Published on: 16-Jan-2019
By Dev Mishra, M.D., President, Sideline Sports Doc, Clinical Assistant Professor of Orthopedic Surgery, Stanford University
It’s very easy to get caught up in moonshots, longshots, and fantasy in the world of medicine, but I believe there are three highly innovative technologies that will have an increasingly prominent role and impact sports medicine in 2019.
The first of these is increasing use of biologics in sports medicine injury treatment. Second is the rapidly expanding range of treatment options for active individuals with knee arthritis. And finally, I expect to see an exponential increase in telemedicine and mobile algorithms to provide initial injury guidance.
Let’s have a look at each of these areas.
I recently attended an instructional course on the use of Biologics in orthopedic sports medicine. The course was chaired by my colleagues and Sideline Sports Doc advisors Jason Dragoo M.D.and Brian Cole M.D.The overall theme of the course was that the world of biologic offerings for sports medicine injuries is exploding in terms of the types of treatments we can offer our patients.
In particular, look to see a huge increase in Platelet Rich Plasma (PRP) injections for many types of soft tissue injuries such as chronic tendonitis and muscle injuries. The last year has shown progress with outstanding scientific research into the exact formulations of PRP that work best for different conditions. Not all PRP is created equal; there are critical subtleties especially in the concentration of white blood cells and platelets that go into the different formulations.
Also expect to see a growing number of “stem cell” injections for sports medicine conditions. There is still some debate as to what exactly a stem cell is – which is why I have it in quotes – but current formulations use a person’s own bone marrow or subcutaneous fat, and then purify the tissue for use in the same person. The science lags our experience with PRP but expect to see an expanding role for stem cell treatments, for sure.
New Treatments For Knee Arthritis In Active Individuals
The best way to treat pain and functional limitation for active people in their 40s – 60s remains challenging. Most of these folks have arthritis that’s significant enough to cause them problems but not severe enough to require a total joint replacement. This is where we have an expanding roster of new treatments.
In the last year we’ve seen the approval of an ultra long-lasting cortisone injectable, and increasing evidence that PRP can be effectively used in some types of knee arthritis. The formulations of PRP used in knee arthritis are different than those used in soft tissue problems. Additionally, the stem cell injections mentioned above will likely have a more prominent role in selected cases, and there are also amniotic fluid injections coming into clinical practice.
These technologies will offer new avenues of hope for the huge population of active adults with moderate knee arthritis.
The Move Away From In-Person Initial Advice For Sports Injuries
This prediction is a bit tough for me, as I’m in a profession that may face some attrition due to the technological advances around us.
In the early 20thcentury doctors routinely made house calls. Those days are long gone. Next to disappear: the initial face to face interactions for many common sports injuries.

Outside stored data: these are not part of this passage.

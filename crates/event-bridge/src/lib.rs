//! event-bridge: blocking access to callback-based robot events
//!
//! The platform pushes events to subscribed callbacks on its own thread. A
//! [`BlockingEventAdapter`] subscribes once, keeps only the latest decoded
//! payload in a size-1 [`LatestSlot`], and lets the caller block until a fresh
//! event arrives. Concrete sources cover face recognition, word recognition and
//! tactile sensors.

mod error;
pub use error::{BridgeError, Result};

mod slot;
pub use slot::LatestSlot;

pub mod payload;

mod source;
pub use source::{Decoded, EventSource};

mod adapter;
pub use adapter::BlockingEventAdapter;

mod sources;
pub use sources::{
    FaceCommand, FaceSource, TouchSource, WordSource, DEFAULT_TOUCH_SENSOR, DEFAULT_VOCABULARY,
    FACE_EVENT, WORD_EVENT,
};
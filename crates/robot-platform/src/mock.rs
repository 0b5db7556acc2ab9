use crate::{
    Capabilities, EventBus, EventCallback, EventNotice, FaceDetection, MemoryStore, Motion,
    PlatformError, PlatformValue, Result, SpeechRecognition, TextToSpeech, Timestamp,
};
use parking_lot::Mutex;
use serde_json::json;
use std::collections::{BTreeSet, HashMap};
use std::sync::{mpsc, Arc};
use std::thread::{self, JoinHandle};
use time::OffsetDateTime;
use tracing::{debug, trace};

const FACE_EVENT: &str = "FaceDetected";
const WORD_EVENT: &str = "WordRecognized";
const LAST_WORD_KEY: &str = "LastWordRecognized";
const WORD_CONFIDENCE: f64 = 0.62;
const FACE_SCORE: f64 = 0.81;

/// Builds a `FaceDetected` payload holding a single face labelled `label`.
///
/// Layout: `[timestamp, [[shape_info, extra_info], reco_info], camera_pose_torso,
/// camera_pose_robot, camera]`, where `extra_info = [face_id, score, label, ...]`.
/// An empty label means the face was seen but not recognized.
pub fn face_payload(face_id: u64, label: &str, at: OffsetDateTime) -> PlatformValue {
    let score = if label.is_empty() { 0.0 } else { FACE_SCORE };
    let reco_status = if label.is_empty() { 3 } else { 2 };
    let reco_labels: Vec<&str> = if label.is_empty() { vec![] } else { vec![label] };
    json!([
        [at.unix_timestamp(), at.microsecond()],
        [
            [
                [0, 0.0, 0.0, 0.12, 0.12],
                [face_id, score, label, [0.0, 0.0], [0.0, 0.0], [0.0, 0.0], [0.0, 0.0]]
            ],
            [reco_status, reco_labels]
        ],
        [0.0, 0.0, 0.0, 0.0, 0.0, 0.0],
        [0.0, 0.0, 0.0, 0.0, 0.0, 0.0],
        0
    ])
}

type Subscribers = HashMap<String, Vec<(String, EventCallback)>>;

#[derive(Default)]
struct FaceState {
    recognition_enabled: bool,
    known: BTreeSet<String>,
    next_id: u64,
}

struct SpeechState {
    paused: bool,
    vocabulary: Vec<String>,
    word_spotting: bool,
    audio_expression: bool,
    visual_expression: bool,
}

impl Default for SpeechState {
    fn default() -> Self {
        Self {
            paused: false,
            vocabulary: Vec::new(),
            word_spotting: false,
            audio_expression: true,
            visual_expression: true,
        }
    }
}

#[derive(Default)]
struct Shared {
    memory: Mutex<HashMap<String, PlatformValue>>,
    subscribers: Mutex<Subscribers>,
    faces: Mutex<FaceState>,
    speech: Mutex<SpeechState>,
    spoken: Mutex<Vec<String>>,
    stiffness: Mutex<HashMap<String, f32>>,
    journal: Mutex<Vec<String>>,
}

impl Shared {
    fn record(&self, entry: String) {
        trace!(%entry, "mock platform call");
        self.journal.lock().push(entry);
    }
}

enum Delivery {
    Event {
        key: String,
        value: PlatformValue,
        at: OffsetDateTime,
    },
    Flush(mpsc::Sender<()>),
}

/// An in-process robot. Events are delivered to subscribers from a dedicated
/// thread, like the vendor's event loop, never from the caller's thread.
pub struct MockPlatform {
    shared: Arc<Shared>,
    tx: Mutex<Option<mpsc::Sender<Delivery>>>,
    worker: Mutex<Option<JoinHandle<()>>>,
}

impl Default for MockPlatform {
    fn default() -> Self {
        Self::new()
    }
}

impl MockPlatform {
    pub fn new() -> Self {
        let shared = Arc::new(Shared::default());
        let (tx, rx) = mpsc::channel();
        let worker_shared = Arc::clone(&shared);
        let worker = thread::Builder::new()
            .name("mock-platform-events".to_string())
            .spawn(move || deliver_loop(worker_shared, rx))
            .ok();
        Self {
            shared,
            tx: Mutex::new(Some(tx)),
            worker: Mutex::new(worker),
        }
    }

    /// Bundle this platform into capability handles.
    pub fn capabilities(self: &Arc<Self>) -> Capabilities {
        Capabilities {
            bus: self.clone(),
            memory: self.clone(),
            faces: self.clone(),
            speech: self.clone(),
            tts: self.clone(),
            motion: self.clone(),
        }
    }

    /// Write `value` under `key` without raising an event.
    pub fn insert_data(&self, key: &str, value: PlatformValue) {
        self.shared.memory.lock().insert(key.to_string(), value);
    }

    /// Write `value` under `key` and notify every subscriber of `key`.
    pub fn raise_event(&self, key: &str, value: PlatformValue) {
        self.insert_data(key, value.clone());
        let tx = self.tx.lock();
        match tx.as_ref() {
            Some(tx) => {
                let delivery = Delivery::Event {
                    key: key.to_string(),
                    value,
                    at: OffsetDateTime::now_utc(),
                };
                if tx.send(delivery).is_err() {
                    debug!(event = key, "delivery thread gone; event dropped");
                }
            }
            None => debug!(event = key, "platform shut down; event dropped"),
        }
    }

    /// Block until every event raised so far has been delivered.
    pub fn flush(&self) {
        let (ack_tx, ack_rx) = mpsc::channel();
        let sent = match self.tx.lock().as_ref() {
            Some(tx) => tx.send(Delivery::Flush(ack_tx)).is_ok(),
            None => false,
        };
        if sent {
            let _ = ack_rx.recv();
        }
    }

    /// Put a face in front of the camera. Raises `FaceDetected` only while
    /// recognition is enabled; unknown faces carry an empty label.
    pub fn show_face(&self, name: &str) -> bool {
        let (id, label) = {
            let mut faces = self.shared.faces.lock();
            if !faces.recognition_enabled {
                return false;
            }
            faces.next_id += 1;
            let label = if faces.known.contains(name) { name } else { "" };
            (faces.next_id, label.to_string())
        };
        self.raise_event(FACE_EVENT, face_payload(id, &label, OffsetDateTime::now_utc()));
        true
    }

    /// Take every face out of view. The platform reports this as an empty payload.
    pub fn hide_faces(&self) -> bool {
        if !self.shared.faces.lock().recognition_enabled {
            return false;
        }
        self.raise_event(FACE_EVENT, json!([]));
        true
    }

    /// Speak `word` near the microphones. Raises `WordRecognized` when the
    /// engine is running and the word is in the vocabulary.
    pub fn hear(&self, word: &str) -> bool {
        let recognized = {
            let speech = self.shared.speech.lock();
            if speech.paused {
                return false;
            }
            let Some(entry) = speech
                .vocabulary
                .iter()
                .find(|w| w.eq_ignore_ascii_case(word))
            else {
                return false;
            };
            if speech.word_spotting {
                format!("<...> {entry} <...>")
            } else {
                entry.clone()
            }
        };
        let value = json!([recognized, WORD_CONFIDENCE]);
        self.insert_data(LAST_WORD_KEY, value.clone());
        self.raise_event(WORD_EVENT, value);
        true
    }

    /// Press and release a tactile sensor.
    pub fn touch(&self, sensor: &str) {
        self.raise_event(sensor, json!(1.0));
        self.raise_event(sensor, json!(0.0));
    }

    pub fn spoken(&self) -> Vec<String> {
        self.shared.spoken.lock().clone()
    }

    pub fn stiffness_of(&self, chain: &str) -> Option<f32> {
        self.shared.stiffness.lock().get(chain).copied()
    }

    pub fn recognition_enabled(&self) -> bool {
        self.shared.faces.lock().recognition_enabled
    }

    pub fn known_faces(&self) -> Vec<String> {
        self.shared.faces.lock().known.iter().cloned().collect()
    }

    pub fn asr_paused(&self) -> bool {
        self.shared.speech.lock().paused
    }

    pub fn vocabulary(&self) -> Vec<String> {
        self.shared.speech.lock().vocabulary.clone()
    }

    pub fn expressions(&self) -> (bool, bool) {
        let speech = self.shared.speech.lock();
        (speech.audio_expression, speech.visual_expression)
    }

    pub fn subscriber_count(&self, event: &str) -> usize {
        self.shared
            .subscribers
            .lock()
            .get(event)
            .map_or(0, Vec::len)
    }

    /// Capability calls made so far, in order (e.g. `asr.pause(true)`).
    pub fn journal(&self) -> Vec<String> {
        self.shared.journal.lock().clone()
    }
}

impl Drop for MockPlatform {
    fn drop(&mut self) {
        self.tx.lock().take();
        if let Some(worker) = self.worker.lock().take() {
            if worker.thread().id() != thread::current().id() {
                let _ = worker.join();
            }
        }
    }
}

fn deliver_loop(shared: Arc<Shared>, rx: mpsc::Receiver<Delivery>) {
    for delivery in rx {
        match delivery {
            Delivery::Event { key, value, at } => {
                let targets = shared
                    .subscribers
                    .lock()
                    .get(&key)
                    .cloned()
                    .unwrap_or_default();
                for (module, callback) in targets {
                    let notice = EventNotice {
                        key: key.clone(),
                        value: value.clone(),
                        message: module,
                        timestamp: Some(Timestamp(at)),
                    };
                    callback(&notice);
                }
            }
            Delivery::Flush(ack) => {
                let _ = ack.send(());
            }
        }
    }
}

impl EventBus for MockPlatform {
    fn subscribe(&self, event: &str, module: &str, callback: EventCallback) -> Result<()> {
        let mut subscribers = self.shared.subscribers.lock();
        let entries = subscribers.entry(event.to_string()).or_default();
        if entries.iter().any(|(m, _)| m == module) {
            return Err(PlatformError::AlreadySubscribed {
                event: event.to_string(),
                module: module.to_string(),
            });
        }
        entries.push((module.to_string(), callback));
        debug!(event, module, "subscribed");
        Ok(())
    }

    fn unsubscribe(&self, event: &str, module: &str) -> Result<()> {
        let mut subscribers = self.shared.subscribers.lock();
        let not_subscribed = || PlatformError::NotSubscribed {
            event: event.to_string(),
            module: module.to_string(),
        };
        let entries = subscribers.get_mut(event).ok_or_else(not_subscribed)?;
        let idx = entries
            .iter()
            .position(|(m, _)| m == module)
            .ok_or_else(not_subscribed)?;
        entries.remove(idx);
        if entries.is_empty() {
            subscribers.remove(event);
        }
        debug!(event, module, "unsubscribed");
        Ok(())
    }
}

impl MemoryStore for MockPlatform {
    fn get_data(&self, key: &str) -> Result<PlatformValue> {
        self.shared
            .memory
            .lock()
            .get(key)
            .cloned()
            .ok_or_else(|| PlatformError::UnknownKey(key.to_string()))
    }
}

impl FaceDetection for MockPlatform {
    fn set_recognition_enabled(&self, enabled: bool) -> Result<()> {
        self.shared.record(format!("faces.recognition({enabled})"));
        self.shared.faces.lock().recognition_enabled = enabled;
        Ok(())
    }

    fn learn_face(&self, name: &str) -> Result<bool> {
        self.shared.record(format!("faces.learn({name})"));
        if name.trim().is_empty() {
            return Ok(false);
        }
        self.shared.faces.lock().known.insert(name.to_string());
        Ok(true)
    }

    fn forget_person(&self, name: &str) -> Result<bool> {
        self.shared.record(format!("faces.forget({name})"));
        Ok(self.shared.faces.lock().known.remove(name))
    }

    fn clear_database(&self) -> Result<()> {
        self.shared.record("faces.clear()".to_string());
        self.shared.faces.lock().known.clear();
        Ok(())
    }
}

impl SpeechRecognition for MockPlatform {
    fn pause(&self, paused: bool) -> Result<()> {
        self.shared.record(format!("asr.pause({paused})"));
        self.shared.speech.lock().paused = paused;
        Ok(())
    }

    fn set_vocabulary(&self, words: &[String], word_spotting: bool) -> Result<()> {
        self.shared.record(format!("asr.vocabulary({})", words.join(",")));
        let mut speech = self.shared.speech.lock();
        if !speech.paused {
            return Err(PlatformError::Service(
                "vocabulary can only be changed while the engine is paused".to_string(),
            ));
        }
        speech.vocabulary = words.to_vec();
        speech.word_spotting = word_spotting;
        Ok(())
    }

    fn set_audio_expression(&self, enabled: bool) -> Result<()> {
        self.shared.record(format!("asr.audio_expression({enabled})"));
        self.shared.speech.lock().audio_expression = enabled;
        Ok(())
    }

    fn set_visual_expression(&self, enabled: bool) -> Result<()> {
        self.shared.record(format!("asr.visual_expression({enabled})"));
        self.shared.speech.lock().visual_expression = enabled;
        Ok(())
    }
}

impl TextToSpeech for MockPlatform {
    fn say(&self, text: &str) -> Result<()> {
        debug!(text, "say");
        self.shared.spoken.lock().push(text.to_string());
        Ok(())
    }
}

impl Motion for MockPlatform {
    fn set_stiffness(&self, chain: &str, stiffness: f32) -> Result<()> {
        if !(0.0..=1.0).contains(&stiffness) {
            return Err(PlatformError::Service(format!(
                "stiffness {stiffness} for {chain} outside 0.0..=1.0"
            )));
        }
        self.shared.record(format!("motion.stiffness({chain}, {stiffness})"));
        self.shared
            .stiffness
            .lock()
            .insert(chain.to_string(), stiffness);
        Ok(())
    }
}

At Sideline Sports Doc the algorithm that powers the decision trees in our online courses were developed into a mobile app (Good To Go) that allows an athlete or a parent of an athlete to make an initial triage decision anywhere, in less than 3 minutes. We believe the algorithm can be adapted to any number of conditions.
Outside the realm of sports medicine, I believe care will increasingly be delivered in a hybrid real world-virtual world model. There are multiple companies successfully developing telemedicine networks, artificial intelligence engines, and mobile technologies (including wearables) that have the potential to radically alter the patient-physician interaction.
The time it takes for appointments (including the hassles of traveling to the office, waiting for the appointment, etc.) will drop substantially. The convenience of advice from your home, office, or playing field are compelling.
As I’m trained in the traditional way of orthopedic practice there’s a big part of me that looks at the move away from in-person advice with dread. But when viewed from the patient standpoint I can easily see this becoming a major trend in 2019 and beyond. These innovations, available here and now, are going to be big parts of the sports medicine toolkit in the coming years.